Exercise
Filter the data for lines with the word "FeatureRecord", then copy every line so identified.

----------

use geo::{Rect, coord};
use labelgrid::{
    CellAddress, CellGrid, Config, Envelope, FeatureFactory, FeatureRecord, GridSimplifier,
    IndexOptions, LabelQuery, MemoryFeatures, Pipeline, PipelineBuilder,
};

fn init_logging() {
    let _ = env_logger::builder().is_test(true).try_init();
}

fn rect_record(min_x: f64, min_y: f64, max_x: f64, max_y: f64, label: &str) -> FeatureRecord {
    let rect = Rect::new(coord! { x: min_x, y: min_y }, coord! { x: max_x, y: max_y });
    FeatureRecord::new(rect.to_polygon()).with_attribute("label", label)
}

/// A splits from B at x = 3.5, inside the deepest cells of a `[2, 2]` grid.
fn two_zones() -> MemoryFeatures {
    MemoryFeatures::new(vec![
        rect_record(0.0, 0.0, 3.5, 4.0, "A"),
        rect_record(3.5, 0.0, 4.0, 4.0, "B"),
    ])
}

fn pipeline() -> Pipeline {
    PipelineBuilder::new()
        .branching(vec![2, 2])
        .build()
        .expect("valid config")
}

#[test]
fn test_end_to_end_lookup() {
    init_logging();
    let pipeline = pipeline();
    let mut output = MemoryFeatures::default();
    let report = pipeline.run(&two_zones(), &mut output).unwrap();

    assert_eq!(report.input_features, 2);
    assert_eq!(report.stats.rounds, 2);
    assert!(report.stats.rectangles >= 2);
    assert_eq!(report.written, output.len());

    let grid = pipeline.open_grid(&output).unwrap();
    let index = pipeline.load_index(&grid, &output).unwrap();
    for (x, y, label) in [
        (0.5, 0.5, "A"),
        (1.9, 3.9, "A"),
        (3.2, 0.5, "A"),
        (3.8, 0.5, "B"),
        (3.8, 3.5, "B"),
    ] {
        assert_eq!(
            index.label_for(coord! { x: x, y: y }).as_deref(),
            Some(label),
            "label at ({}, {})",
            x,
            y
        );
    }
}

#[test]
fn test_homogeneous_cells_become_single_rectangles() {
    init_logging();
    let pipeline = pipeline();
    let mut output = MemoryFeatures::default();
    pipeline.run(&two_zones(), &mut output).unwrap();

    let grid = pipeline.open_grid(&output).unwrap();
    let factory = FeatureFactory::new(&grid, "label");
    let features: Vec<_> = output
        .as_slice()
        .iter()
        .map(|r| factory.from_record(r).unwrap())
        .collect();

    // the left half lies entirely in A
    for y in 0..2 {
        let cell = grid.root().child(0, y).unwrap();
        let in_cell: Vec<_> = features.iter().filter(|f| *f.address() == cell).collect();
        assert_eq!(in_cell.len(), 1);
        assert_eq!(in_cell[0].label().map(|l| &**l), Some("A"));
        assert_eq!(in_cell[0].geometry(), &cell.envelope_geometry());
        assert!(
            features
                .iter()
                .all(|f| f.address() == &cell || !cell.contains(f.address()))
        );
    }
}

#[test]
fn test_pipeline_is_a_fixed_point() {
    init_logging();
    let pipeline = pipeline();
    let mut first = MemoryFeatures::default();
    pipeline.run(&two_zones(), &mut first).unwrap();

    let mut second = MemoryFeatures::default();
    let report = pipeline.run(&first, &mut second).unwrap();

    assert_eq!(report.stats.split_fallbacks, 0);
    assert_eq!(second.len(), first.len());
    for record in second.as_slice() {
        assert!(first.as_slice().contains(record), "new record {:?}", record);
    }
}

#[test]
fn test_weak_only_cells_are_dropped() {
    init_logging();
    let grid = CellGrid::new(Envelope::new(0.0, 0.0, 4.0, 4.0), vec![2, 2]).unwrap();
    let factory = FeatureFactory::new(&grid, "label");
    let left = Rect::new(coord! { x: 0.0, y: 0.0 }, coord! { x: 2.0, y: 4.0 }).to_polygon();
    let right = Rect::new(coord! { x: 2.0, y: 0.0 }, coord! { x: 4.0, y: 4.0 }).to_polygon();
    let features = vec![
        factory.feature(Some("A".into()), false, left),
        factory.feature(Some("Sea".into()), true, right),
    ];

    let simplified = GridSimplifier::new(&grid).simplify(features).unwrap();
    assert_eq!(simplified.features.len(), 2);
    assert!(simplified.features.iter().all(|f| f.label().map(|l| &**l) == Some("A")));
    assert_eq!(simplified.stats.weak_cells_dropped, 2);
}

#[test]
fn test_disabled_simplification_keeps_pieces() {
    init_logging();
    let pipeline = PipelineBuilder::new()
        .branching(vec![2, 2])
        .simplify_single_label_cells(false)
        .build()
        .unwrap();
    let mut output = MemoryFeatures::default();
    let report = pipeline.run(&two_zones(), &mut output).unwrap();

    assert_eq!(report.stats.rectangles, 0);
    // every piece is cut down to a deepest-level cell
    let grid = pipeline.open_grid(&output).unwrap();
    for record in output.as_slice() {
        let value = record.text_attribute(&grid.attribute_name()).unwrap();
        let address = CellAddress::from_attribute_value(&grid, &value).unwrap();
        assert_eq!(address.depth(), 2);
    }

    let index = pipeline.load_index(&grid, &output).unwrap();
    assert_eq!(index.label_for(coord! { x: 1.0, y: 1.0 }).as_deref(), Some("A"));
    assert_eq!(index.label_for(coord! { x: 3.9, y: 1.0 }).as_deref(), Some("B"));
}

#[test]
fn test_index_without_collapsed_cells() {
    init_logging();
    let pipeline = Pipeline::new(
        Config::default()
            .with_branching(vec![2, 2])
            .with_index_options(IndexOptions::default().with_collapse_single_label_cells(false)),
    )
    .unwrap();
    let mut output = MemoryFeatures::default();
    pipeline.run(&two_zones(), &mut output).unwrap();

    let grid = pipeline.open_grid(&output).unwrap();
    let index = pipeline.load_index(&grid, &output).unwrap();
    assert_eq!(index.label_for(coord! { x: 1.0, y: 1.0 }).as_deref(), Some("A"));
    assert_eq!(index.colocated_features(coord! { x: 1.0, y: 1.0 }).len(), 1);
    assert_eq!(index.colocated_features(coord! { x: 3.2, y: 0.5 }).len(), 2);
}

#[test]
fn test_gap_filling_labels_the_strait() {
    init_logging();
    let pipeline = PipelineBuilder::new()
        .branching(vec![4, 2])
        .fill_gaps(true)
        .build()
        .unwrap();
    // the strait between x = 3.2 and x = 3.8 lies inside one deepest column
    let source = MemoryFeatures::new(vec![
        rect_record(0.0, 0.0, 3.2, 8.0, "West"),
        rect_record(3.8, 0.0, 8.0, 8.0, "East"),
    ]);
    let mut output = MemoryFeatures::default();
    let report = pipeline.run(&source, &mut output).unwrap();
    assert!(report.gap_features >= 2);

    let grid = pipeline.open_grid(&output).unwrap();
    let index = pipeline.load_index(&grid, &output).unwrap();
    assert_eq!(index.label_for(coord! { x: 3.4, y: 4.5 }).as_deref(), Some("West"));
    assert_eq!(index.label_for(coord! { x: 3.6, y: 4.5 }).as_deref(), Some("East"));
    assert_eq!(index.label_for(coord! { x: 3.1, y: 4.5 }).as_deref(), Some("West"));

    let mut without = MemoryFeatures::default();
    let plain = PipelineBuilder::new().branching(vec![4, 2]).build().unwrap();
    plain.run(&source, &mut without).unwrap();
    let index = plain.load_index(&grid, &without).unwrap();
    assert_eq!(index.label_for(coord! { x: 3.4, y: 4.5 }), None);
    assert_eq!(index.label_for(coord! { x: 3.1, y: 4.5 }).as_deref(), Some("West"));
}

----------

Result of this exercise
    CellAddress, CellGrid, Config, Envelope, FeatureFactory, FeatureRecord, GridSimplifier,
fn rect_record(min_x: f64, min_y: f64, max_x: f64, max_y: f64, label: &str) -> FeatureRecord {
    FeatureRecord::new(rect.to_polygon()).with_attribute("label", label)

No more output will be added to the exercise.